- _YOUR TASK_
The required output is the exact run of lines below that opens at the line with "let provider = self.providers.provider(kind, settings);" and closes at the line with "provider.prepare(base_request(kind, text, settings)).await;".

[[ DATA TO PROCESS open ]]

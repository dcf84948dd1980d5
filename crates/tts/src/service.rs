//! Speech service: provider selection, fallback and caching
//!
//! Settings are re-read on every vote, so providers are resolved per call.
//! The Polly client is kept between calls while its region and credentials
//! stay the same, which keeps its voice catalog warm.

use landing_judge_config::Settings;
use landing_judge_core::speech::short_hash;
use landing_judge_core::{ProviderKind, Result, SpeechSynthesizer, SynthesisRequest, VoiceInfo};
use parking_lot::Mutex;
use std::collections::HashMap;
use std::sync::Arc;

use crate::cache::{AudioCache, ClearReport};
use crate::local::{LocalConfig, LocalSynthesizer};
use crate::neural::{NeuralConfig, NeuralSynthesizer};
use crate::polly::{PollyConfig, PollySynthesizer};

/// Resolves a provider for the current settings
pub trait ProviderFactory: Send + Sync {
    fn provider(&self, kind: ProviderKind, settings: &Settings) -> Arc<dyn SpeechSynthesizer>;
}

/// Real providers built from settings
#[derive(Default)]
pub struct SettingsProviders {
    polly: Mutex<Option<(String, Arc<PollySynthesizer>)>>,
}

impl SettingsProviders {
    pub fn new() -> Self {
        Self::default()
    }

    fn polly(&self, settings: &Settings) -> Arc<PollySynthesizer> {
        let fingerprint = format!(
            "{}|{}|{}|{}",
            settings.aws_region,
            settings.aws_access_key_id,
            short_hash(&settings.aws_secret_access_key),
            short_hash(&settings.aws_session_token),
        );
        let mut slot = self.polly.lock();
        if let Some((current, polly)) = slot.as_ref() {
            if *current == fingerprint {
                return Arc::clone(polly);
            }
        }
        let polly = Arc::new(PollySynthesizer::new(PollyConfig::from_settings(settings)));
        *slot = Some((fingerprint, Arc::clone(&polly)));
        polly
    }
}

impl ProviderFactory for SettingsProviders {
    fn provider(&self, kind: ProviderKind, settings: &Settings) -> Arc<dyn SpeechSynthesizer> {
        match kind {
            ProviderKind::Polly => self.polly(settings),
            ProviderKind::Neural => {
                Arc::new(NeuralSynthesizer::new(NeuralConfig::from_settings(settings)))
            }
            ProviderKind::Local => {
                Arc::new(LocalSynthesizer::new(LocalConfig::from_settings(settings)))
            }
        }
    }
}

/// Fixed providers regardless of settings
pub struct StaticProviders {
    providers: HashMap<ProviderKind, Arc<dyn SpeechSynthesizer>>,
}

impl StaticProviders {
    pub fn new(providers: impl IntoIterator<Item = Arc<dyn SpeechSynthesizer>>) -> Self {
        Self {
            providers: providers.into_iter().map(|p| (p.kind(), p)).collect(),
        }
    }
}

impl ProviderFactory for StaticProviders {
    fn provider(&self, kind: ProviderKind, _settings: &Settings) -> Arc<dyn SpeechSynthesizer> {
        match self.providers.get(&kind) {
            Some(provider) => Arc::clone(provider),
            None => Arc::new(crate::stub::StubSynthesizer::new(kind).unavailable()),
        }
    }
}

pub struct SpeechService {
    cache: AudioCache,
    providers: Arc<dyn ProviderFactory>,
}

impl SpeechService {
    pub fn new(cache: AudioCache, providers: Arc<dyn ProviderFactory>) -> Self {
        Self { cache, providers }
    }

    pub fn from_settings(settings: &Settings) -> Self {
        Self::new(
            AudioCache::from_settings(settings),
            Arc::new(SettingsProviders::new()),
        )
    }

    pub fn cache(&self) -> &AudioCache {
        &self.cache
    }

    /// Audio URL for `text`, or `None` when TTS is off or every provider failed
    pub async fn speak(&self, text: &str, settings: &Settings) -> Option<String> {
        if !settings.enable_tts {
            return None;
        }
        if text.trim().is_empty() {
            return None;
        }

        for kind in provider_chain(settings.tts_provider, &settings.tts_fallback) {
            let provider = self.providers.provider(kind, settings);
            if !provider.is_available() {
                tracing::debug!(provider = %kind, "Provider not configured, skipping");
                continue;
            }

            let request = provider.prepare(base_request(kind, text, settings)).await;
            if kind == ProviderKind::Polly && request.voice.is_empty() {
                tracing::warn!("POLLY_VOICE_ID is empty, skipping Polly");
                continue;
            }

            match self.cache.get_or_synthesize(provider.as_ref(), &request).await {
                Ok(clip) => {
                    self.cache.record_play(&clip.key).await;
                    return Some(clip.url);
                }
                Err(e) => {
                    metrics::counter!("landing_tts_failures_total", "provider" => kind.as_str())
                        .increment(1);
                    tracing::warn!(provider = %kind, error = %e, "Speech synthesis failed, trying next provider");
                }
            }
        }

        tracing::warn!("No speech provider produced audio");
        None
    }

    pub async fn voices(&self, kind: ProviderKind, settings: &Settings) -> Result<Vec<VoiceInfo>> {
        self.providers.provider(kind, settings).list_voices().await
    }

    /// Warning text when the configured Polly voice is missing from the region
    pub async fn polly_voice_warning(&self, settings: &Settings) -> Option<String> {
        let polly = self.providers.provider(ProviderKind::Polly, settings);
        if !polly.is_available() {
            return None;
        }
        let catalog = match polly.list_voices().await {
            Ok(catalog) => catalog,
            Err(e) => {
                tracing::debug!(error = %e, "Cannot verify Polly voice");
                return None;
            }
        };
        let voice = crate::polly::sanitize_voice_id(&settings.polly_voice_id, &catalog);
        if catalog.iter().any(|v| v.id == voice) {
            None
        } else {
            Some(format!(
                "voice {:?} is not available in {}",
                settings.polly_voice_id, settings.aws_region
            ))
        }
    }

    pub async fn clear_cache(&self) -> ClearReport {
        self.cache.clear().await
    }
}

/// Primary first, then fallbacks in order, without repeats
pub fn provider_chain(primary: ProviderKind, fallback: &[ProviderKind]) -> Vec<ProviderKind> {
    let mut chain = vec![primary];
    for kind in fallback {
        if !chain.contains(kind) {
            chain.push(*kind);
        }
    }
    chain
}

/// Request as configured, before provider-specific resolution
fn base_request(kind: ProviderKind, text: &str, settings: &Settings) -> SynthesisRequest {
    let (voice, format, region) = match kind {
        ProviderKind::Polly => (
            settings.polly_voice_id.clone(),
            settings.polly_output_format.clone(),
            settings.aws_region.clone(),
        ),
        ProviderKind::Neural => (settings.neural_voice_id.clone(), "mp3".to_string(), String::new()),
        ProviderKind::Local => (settings.local_voice.clone(), "wav".to_string(), "local".to_string()),
    };
    SynthesisRequest {
        provider: kind,
        text: text.to_string(),
        voice,
        engine: String::new(),
        format,
        region,
    }
}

[[ DATA TO PROCESS closed ]]

- _TASK RESULT_
            let provider = self.providers.provider(kind, settings);
            if !provider.is_available() {
                tracing::debug!(provider = %kind, "Provider not configured, skipping");
                continue;
            }

            let request = provider.prepare(base_request(kind, text, settings)).await;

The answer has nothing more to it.